The WSJ confirms what we’ve all probably suspected: the creditors that are forcing Chrysler into bankruptcy are the same banks that have been surviving only with the help of the federal government. And of course, they are refusing to offer the same generosity to Chrysler.

Banks that loaned Chrysler LLC $6.8 billion are resisting government pressure to swap more than $5 billion of that for stock to slash the car maker’s debt, according to people familiar with the matter, hindering Chrysler’s effort to restructure outside of bankruptcy court.

[snip]

The lenders, which include J.P. Morgan Chase & Co., Goldman Sachs Group Inc., Citigroup Inc. and Morgan Stanley, hold great influence in moving the process along. As holders of secured debt, they have the right to take control of Chrysler plants, brands and other assets, which were pledged as collateral for the loans, if the company files for bankruptcy protection.

As a result, Chrysler may be worth more to the lenders in a bankruptcy liquidation than if they agree to restructure the debt, and the government has less leverage to force the banks to make concessions.
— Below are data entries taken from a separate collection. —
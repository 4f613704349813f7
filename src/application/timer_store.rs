use std::collections::{BTreeMap, HashMap};
use std::sync::{Arc, RwLock};
use std::time::Duration;

use serde::{Deserialize, Serialize};

use crate::application::{
    AppError, AppResult, AuditLog, Clock, KeyLocks, NotificationOutbox, TimerRepository,
};
use crate::domain::{
    AuditEntry, AuditKind, CooldownCatalog, CustomDuration, TimerKey, TimerRecord, Timestamp,
    UserId, remaining,
};

type Mirror = HashMap<UserId, BTreeMap<String, TimerRecord>>;

#[derive(Clone, Debug, PartialEq, Eq)]
pub enum ActivationOutcome {
    Started(TimerRecord),
    StillCooling { remaining: Duration },
}

#[derive(Clone, Debug, PartialEq, Eq, Serialize, Deserialize)]
pub struct ActiveTimer {
    pub action_name: String,
    pub remaining_seconds: u64,
}

/// Authoritative timer state: a durable repository fronted by an in-memory
/// mirror, plus the notification outbox fed by every activation.
///
/// Writes for one (user, action) are serialized through [`KeyLocks`]; the
/// mirror is only touched after the repository acknowledged the write, so a
/// storage failure never leaves the two out of step.
pub struct TimerStore {
    catalog: CooldownCatalog,
    repo: Arc<dyn TimerRepository>,
    audit: Arc<dyn AuditLog>,
    clock: Arc<dyn Clock>,
    outbox: NotificationOutbox,
    locks: KeyLocks,
    mirror: RwLock<Mirror>,
}

impl TimerStore {
    pub fn new(
        catalog: CooldownCatalog,
        repo: Arc<dyn TimerRepository>,
        audit: Arc<dyn AuditLog>,
        clock: Arc<dyn Clock>,
    ) -> Self {
        Self {
            catalog,
            repo,
            audit,
            clock,
            outbox: NotificationOutbox::new(),
            locks: KeyLocks::new(),
            mirror: RwLock::new(HashMap::new()),
        }
    }

    pub fn catalog(&self) -> &CooldownCatalog {
        &self.catalog
    }

    pub fn outbox(&self) -> &NotificationOutbox {
        &self.outbox
    }

    pub fn locks(&self) -> &KeyLocks {
        &self.locks
    }

    pub async fn initialize(&self) -> AppResult<()> {
        self.repo.initialize().await
    }

    /// Rehydrate the mirror from storage and queue a notification for every
    /// timer still cooling down. Timers already past expiry count as notified.
    pub async fn load_all(&self, now: Timestamp) -> AppResult<Vec<TimerRecord>> {
        let records = self.repo.load_all().await?;
        let mut queued = 0usize;

        for record in &records {
            let key = record.key();
            let _guard = self.locks.lock(&key).await;

            // a live activation that raced startup wins
            if let Some(current) = self.get(&key)? {
                if current.activated_at >= record.activated_at {
                    continue;
                }
            }
            self.mirror_insert(record.clone())?;

            let fire_at = record.expires_at(&self.catalog);
            if fire_at > now {
                let pending = self
                    .outbox
                    .prepare(record.user_id, &record.action_name, fire_at);
                self.outbox.enqueue(pending)?;
                queued += 1;
            }
        }

        tracing::info!(
            timers = records.len(),
            pending = queued,
            "timer state loaded"
        );
        Ok(records)
    }

    pub fn get(&self, key: &TimerKey) -> AppResult<Option<TimerRecord>> {
        let mirror = self.read()?;
        Ok(mirror
            .get(&key.user_id)
            .and_then(|m| m.get(&key.action_name))
            .cloned())
    }

    pub fn get_activation(&self, user_id: UserId, action_name: &str) -> AppResult<Option<Timestamp>> {
        Ok(self
            .get(&TimerKey::new(user_id, action_name))?
            .map(|r| r.activated_at))
    }

    pub fn remaining(&self, user_id: UserId, action_name: &str, now: Timestamp) -> AppResult<Duration> {
        let key = TimerKey::new(user_id, action_name);
        Ok(match self.get(&key)? {
            Some(r) => remaining(now, Some(r.activated_at), r.cooldown(&self.catalog)),
            None => Duration::ZERO,
        })
    }

    /// Unconditionally (re)start the cooldown window for a catalog action.
    pub async fn activate(&self, user_id: UserId, action_name: &str, now: Timestamp) -> AppResult<TimerRecord> {
        let key = TimerKey::new(user_id, action_name);
        let guard = self.locks.lock(&key).await;
        let record = self.activate_locked(&key, now, None).await?;
        drop(guard);

        self.record(
            AuditEntry::new(AuditKind::ActionUsed, user_id, now)
                .action(action_name)
                .detail("recorded"),
        )
        .await;
        Ok(record)
    }

    /// Check availability and activate as one step under the key lock, so two
    /// racing requests cannot both start the same cooldown.
    pub async fn try_activate(
        &self,
        user_id: UserId,
        action_name: &str,
        now: Timestamp,
    ) -> AppResult<ActivationOutcome> {
        let key = TimerKey::new(user_id, action_name);
        let guard = self.locks.lock(&key).await;

        let left = self.remaining(user_id, action_name, now)?;
        if !left.is_zero() {
            return Ok(ActivationOutcome::StillCooling { remaining: left });
        }

        let record = self.activate_locked(&key, now, None).await?;
        drop(guard);

        self.record(
            AuditEntry::new(AuditKind::ActionUsed, user_id, now)
                .action(action_name)
                .detail("started"),
        )
        .await;
        Ok(ActivationOutcome::Started(record))
    }

    /// Start a user-defined timer. Always restarts, like catalog re-activation.
    pub async fn activate_custom(
        &self,
        user_id: UserId,
        duration: CustomDuration,
        now: Timestamp,
    ) -> AppResult<TimerRecord> {
        let key = TimerKey::new(user_id, duration.action_name());
        let guard = self.locks.lock(&key).await;
        let record = self
            .activate_locked(&key, now, Some(duration.total_secs()))
            .await?;
        drop(guard);

        self.record(
            AuditEntry::new(AuditKind::CustomTimer, user_id, now)
                .action(key.action_name)
                .detail(format!("{}s", duration.total_secs())),
        )
        .await;
        Ok(record)
    }

    async fn activate_locked(
        &self,
        key: &TimerKey,
        now: Timestamp,
        custom_cooldown_secs: Option<u64>,
    ) -> AppResult<TimerRecord> {
        // never move a timer backwards if the wall clock stepped back
        let activated_at = match self.get(key)? {
            Some(prev) => prev.activated_at.max(now),
            None => now,
        };
        let record = TimerRecord {
            user_id: key.user_id,
            action_name: key.action_name.clone(),
            activated_at,
            custom_cooldown_secs,
        };

        self.repo.upsert(&record).await?;
        self.mirror_insert(record.clone())?;

        let pending = self.outbox.prepare(
            key.user_id,
            &key.action_name,
            record.expires_at(&self.catalog),
        );
        let fire_at = pending.fire_at;
        if let Some(old) = self.outbox.enqueue(pending)? {
            tracing::debug!(key = %key, old_fire_at = old.fire_at, "pending notification superseded");
        }
        tracing::debug!(key = %key, activated_at, fire_at, "timer activated");

        Ok(record)
    }

    /// Delete the timer and cancel its pending notification.
    pub async fn deactivate(&self, user_id: UserId, action_name: &str) -> AppResult<bool> {
        let key = TimerKey::new(user_id, action_name);
        let guard = self.locks.lock(&key).await;

        let removed = self.repo.delete(&key).await?;
        let had_mirror = self.mirror_remove(&key)?;
        let cancelled = self.outbox.cancel(user_id, action_name)?.is_some();
        drop(guard);
        self.locks.release(&key);

        let existed = removed || had_mirror;
        if existed {
            self.record(
                AuditEntry::new(AuditKind::TimerDeleted, user_id, self.clock.now())
                    .action(action_name)
                    .detail(if cancelled {
                        "deleted manually, pending notification cancelled"
                    } else {
                        "deleted manually"
                    }),
            )
            .await;
        }
        Ok(existed)
    }

    /// Drop a pending notification without touching the timer itself.
    pub async fn dismiss(&self, user_id: UserId, action_name: &str) -> AppResult<bool> {
        let key = TimerKey::new(user_id, action_name);
        let guard = self.locks.lock(&key).await;
        let cancelled = self.outbox.cancel(user_id, action_name)?.is_some();
        drop(guard);
        self.locks.release(&key);

        self.record(
            AuditEntry::new(AuditKind::NotificationDismissed, user_id, self.clock.now())
                .action(action_name)
                .detail(if cancelled { "pending entry cancelled" } else { "hidden by user" }),
        )
        .await;
        Ok(cancelled)
    }

    /// Timers of `user_id` still cooling at `now`, ordered by action name.
    pub fn list_active(&self, user_id: UserId, now: Timestamp) -> AppResult<Vec<ActiveTimer>> {
        let mirror = self.read()?;
        let Some(timers) = mirror.get(&user_id) else {
            return Ok(vec![]);
        };
        Ok(timers
            .values()
            .filter_map(|r| {
                let left = remaining(now, Some(r.activated_at), r.cooldown(&self.catalog));
                (!left.is_zero()).then(|| ActiveTimer {
                    action_name: r.action_name.clone(),
                    remaining_seconds: left.as_secs(),
                })
            })
            .collect())
    }

    /// Audit is diagnostic only; a failed append is logged, never fatal.
    pub async fn record(&self, entry: AuditEntry) {
        tracing::info!(
            kind = %entry.kind,
            user_id = %entry.user_id,
            action = entry.action_name.as_deref().unwrap_or("N/A"),
            detail = entry.detail.as_deref().unwrap_or(""),
            "audit"
        );
        if let Err(e) = self.audit.append(&entry).await {
            tracing::warn!(error = %e, kind = %entry.kind, "audit append failed");
        }
    }

    pub async fn recent_audit(&self, limit: u32) -> AppResult<Vec<AuditEntry>> {
        self.audit.recent(limit).await
    }

    fn read(&self) -> AppResult<std::sync::RwLockReadGuard<'_, Mirror>> {
        self.mirror
            .read()
            .map_err(|_| AppError::Storage("lock poisoned".into()))
    }

    fn mirror_insert(&self, record: TimerRecord) -> AppResult<()> {
        let mut mirror = self
            .mirror
            .write()
            .map_err(|_| AppError::Storage("lock poisoned".into()))?;
        mirror
            .entry(record.user_id)
            .or_default()
            .insert(record.action_name.clone(), record);
        Ok(())
    }

    fn mirror_remove(&self, key: &TimerKey) -> AppResult<bool> {
        let mut mirror = self
            .mirror
            .write()
            .map_err(|_| AppError::Storage("lock poisoned".into()))?;
        let Some(timers) = mirror.get_mut(&key.user_id) else {
            return Ok(false);
        };
        let removed = timers.remove(&key.action_name).is_some();
        if timers.is_empty() {
            mirror.remove(&key.user_id);
        }
        Ok(removed)
    }
}
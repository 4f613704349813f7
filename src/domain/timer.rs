use std::time::Duration;

use serde::{Deserialize, Serialize};

use super::{CooldownCatalog, TimerKey, Timestamp, UserId};

pub const CUSTOM_TIMER_PREFIX: &str = "Кастомный таймер";

#[derive(Clone, Debug, PartialEq, Eq, Serialize, Deserialize)]
pub struct TimerRecord {
    pub user_id: UserId,
    pub action_name: String,
    pub activated_at: Timestamp,
    /// Set for user-defined timers; overrides the catalog cooldown.
    pub custom_cooldown_secs: Option<u64>,
}

impl TimerRecord {
    pub fn key(&self) -> TimerKey {
        TimerKey::new(self.user_id, self.action_name.clone())
    }

    pub fn cooldown(&self, catalog: &CooldownCatalog) -> Duration {
        match self.custom_cooldown_secs {
            Some(secs) => Duration::from_secs(secs),
            None => catalog.cooldown_for(&self.action_name),
        }
    }

    pub fn expires_at(&self, catalog: &CooldownCatalog) -> Timestamp {
        super::expires_at(self.activated_at, self.cooldown(catalog))
    }
}

/// A user-chosen timer length. Always strictly positive.
#[derive(Clone, Copy, Debug, PartialEq, Eq)]
pub struct CustomDuration {
    days: u64,
    hours: u64,
    minutes: u64,
    seconds: u64,
}

#[derive(Clone, Debug, PartialEq, Eq, thiserror::Error)]
pub enum CustomDurationError {
    #[error("timer duration must be greater than zero")]
    Zero,
    #[error("timer duration is too large")]
    Overflow,
}

impl CustomDuration {
    pub fn new(
        days: u64,
        hours: u64,
        minutes: u64,
        seconds: u64,
    ) -> Result<Self, CustomDurationError> {
        let d = Self {
            days,
            hours,
            minutes,
            seconds,
        };
        match d.checked_total() {
            None => Err(CustomDurationError::Overflow),
            Some(0) => Err(CustomDurationError::Zero),
            Some(total) if total > i64::MAX as u64 => Err(CustomDurationError::Overflow),
            Some(_) => Ok(d),
        }
    }

    pub fn from_secs(seconds: u64) -> Result<Self, CustomDurationError> {
        Self::new(0, 0, 0, seconds)
    }

    fn checked_total(&self) -> Option<u64> {
        self.days
            .checked_mul(86400)?
            .checked_add(self.hours.checked_mul(3600)?)?
            .checked_add(self.minutes.checked_mul(60)?)?
            .checked_add(self.seconds)
    }

    pub fn total_secs(&self) -> u64 {
        self.checked_total().unwrap_or(u64::MAX)
    }

    /// e.g. `Кастомный таймер (2 дн 5 ч 30 мин)`
    pub fn action_name(&self) -> String {
        let mut name = format!(
            "{} ({} дн {} ч {} мин",
            CUSTOM_TIMER_PREFIX, self.days, self.hours, self.minutes
        );
        if self.seconds > 0 {
            name.push_str(&format!(" {} сек", self.seconds));
        }
        name.push(')');
        name
    }
}
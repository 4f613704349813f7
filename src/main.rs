use std::sync::Arc;

use clap::Parser;
use tracing_subscriber::EnvFilter;

use farm_timers::application::{AuditLog, Clock, ExpiryScheduler, Notifier, TimerRepository, TimerStore};
use farm_timers::infrastructure::{
    broadcast_notifier::BroadcastNotifier,
    clock::SystemClock,
    console_notifier::ConsoleNotifier,
    event_bus::EventBus,
    memory_store::{InMemoryAuditLog, InMemoryTimerRepository},
    multi_notifier::MultiNotifier,
    sqlite_store::SqliteStore,
    webhook_notifier::WebhookNotifier,
};
use farm_timers::interfaces::config::Config;
use farm_timers::interfaces::http_api::{ApiState, build_router};

#[derive(Parser, Debug)]
#[command(name = "farm-timers")]
struct Args {
    /// Path to config.yaml; built-in defaults when absent
    #[arg(long)]
    config: Option<String>,

    /// Do not send external notifications (console and stream only)
    #[arg(long)]
    dry_run: bool,

    /// Keep all state in memory (nothing survives a restart)
    #[arg(long)]
    ephemeral: bool,
}

#[tokio::main]
async fn main() -> anyhow::Result<()> {
    tracing_subscriber::fmt()
        .with_env_filter(
            EnvFilter::from_default_env().add_directive("farm_timers=info".parse()?),
        )
        .init();
    if dotenvy::dotenv().is_err() {
        let _ = dotenvy::from_path(std::path::Path::new(env!("CARGO_MANIFEST_DIR")).join(".env"));
    }
    let args = Args::parse();

    // 1) load config
    let mut cfg = match &args.config {
        Some(path) => match Config::load_from_file(path) {
            Ok(c) => c,
            Err(e) => {
                tracing::error!("Failed to load config {}: {}", path, e);
                std::process::exit(1);
            }
        },
        None => Config::default(),
    };
    cfg.apply_env();
    cfg.validate()?;

    // 2) storage
    let (repo, audit): (Arc<dyn TimerRepository>, Arc<dyn AuditLog>) = if args.ephemeral {
        tracing::warn!("--ephemeral enabled: timers are not persisted");
        let repo: Arc<dyn TimerRepository> = Arc::new(InMemoryTimerRepository::new());
        let audit: Arc<dyn AuditLog> = Arc::new(InMemoryAuditLog::new());
        (repo, audit)
    } else {
        let sqlite = Arc::new(SqliteStore::new(&cfg.database_url).await?);
        let repo: Arc<dyn TimerRepository> = sqlite.clone();
        let audit: Arc<dyn AuditLog> = sqlite;
        (repo, audit)
    };

    let clock: Arc<dyn Clock> = Arc::new(SystemClock::new());
    let store = Arc::new(TimerStore::new(cfg.catalog(), repo, audit, clock.clone()));
    store.initialize().await?;
    store.load_all(clock.now()).await?;

    // 3) notifiers fanout
    let bus = EventBus::new(256);
    let mut notifiers: Vec<Box<dyn Notifier>> = vec![];
    notifiers.push(Box::new(ConsoleNotifier::new()));
    notifiers.push(Box::new(BroadcastNotifier::new(bus.clone())));

    if !args.dry_run {
        if let Some(url) = cfg.webhook_url.clone() {
            notifiers.push(Box::new(WebhookNotifier::new(url)));
        } else {
            tracing::warn!("webhook_url not set, WebhookNotifier disabled");
        }
    } else {
        tracing::warn!("--dry-run enabled: only console output");
    }
    let notifier: Arc<dyn Notifier> = Arc::new(MultiNotifier::new(notifiers));

    // 4) scheduler
    let scheduler = ExpiryScheduler::new(store.clone(), notifier, clock.clone())
        .with_interval(cfg.scan_interval())
        .with_delivery_timeout(cfg.delivery_timeout())
        .spawn();

    // 5) http
    let app = build_router(ApiState {
        store,
        clock,
        api_token: cfg.api_token.clone(),
        event_bus: Some(bus),
    });
    let listener = tokio::net::TcpListener::bind(&cfg.listen_addr).await?;
    tracing::info!(addr = %cfg.listen_addr, "http api listening");

    axum::serve(listener, app)
        .with_graceful_shutdown(async {
            let _ = tokio::signal::ctrl_c().await;
            tracing::info!("shutdown requested");
        })
        .await?;

    scheduler.abort();
    Ok(())
}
The negotiations show how the government’s involvement in both banks and industrial companies is creating uncomfortable circumstances: The U.S. has given aid to some of the very banks that are demanding tough terms from Chrysler, also a recipient of government loans.

[snip]

The Treasury Department began talking with the banks on Wednesday. The bailout money these banks took from the Troubled Asset Relief Program "hasn’t been mentioned, but everyone is aware that issue is there," said a person familiar with the talks.

[snip]

The J.P. Morgan position, said these people, is that concessions by Chrysler’s creditors should be treated as they would be in a normal bankruptcy — meaning the billions of dollars of government debt and the UAW retiree health-care obligation should be wiped out before the secured lenders lose anything on their $6.8 billion.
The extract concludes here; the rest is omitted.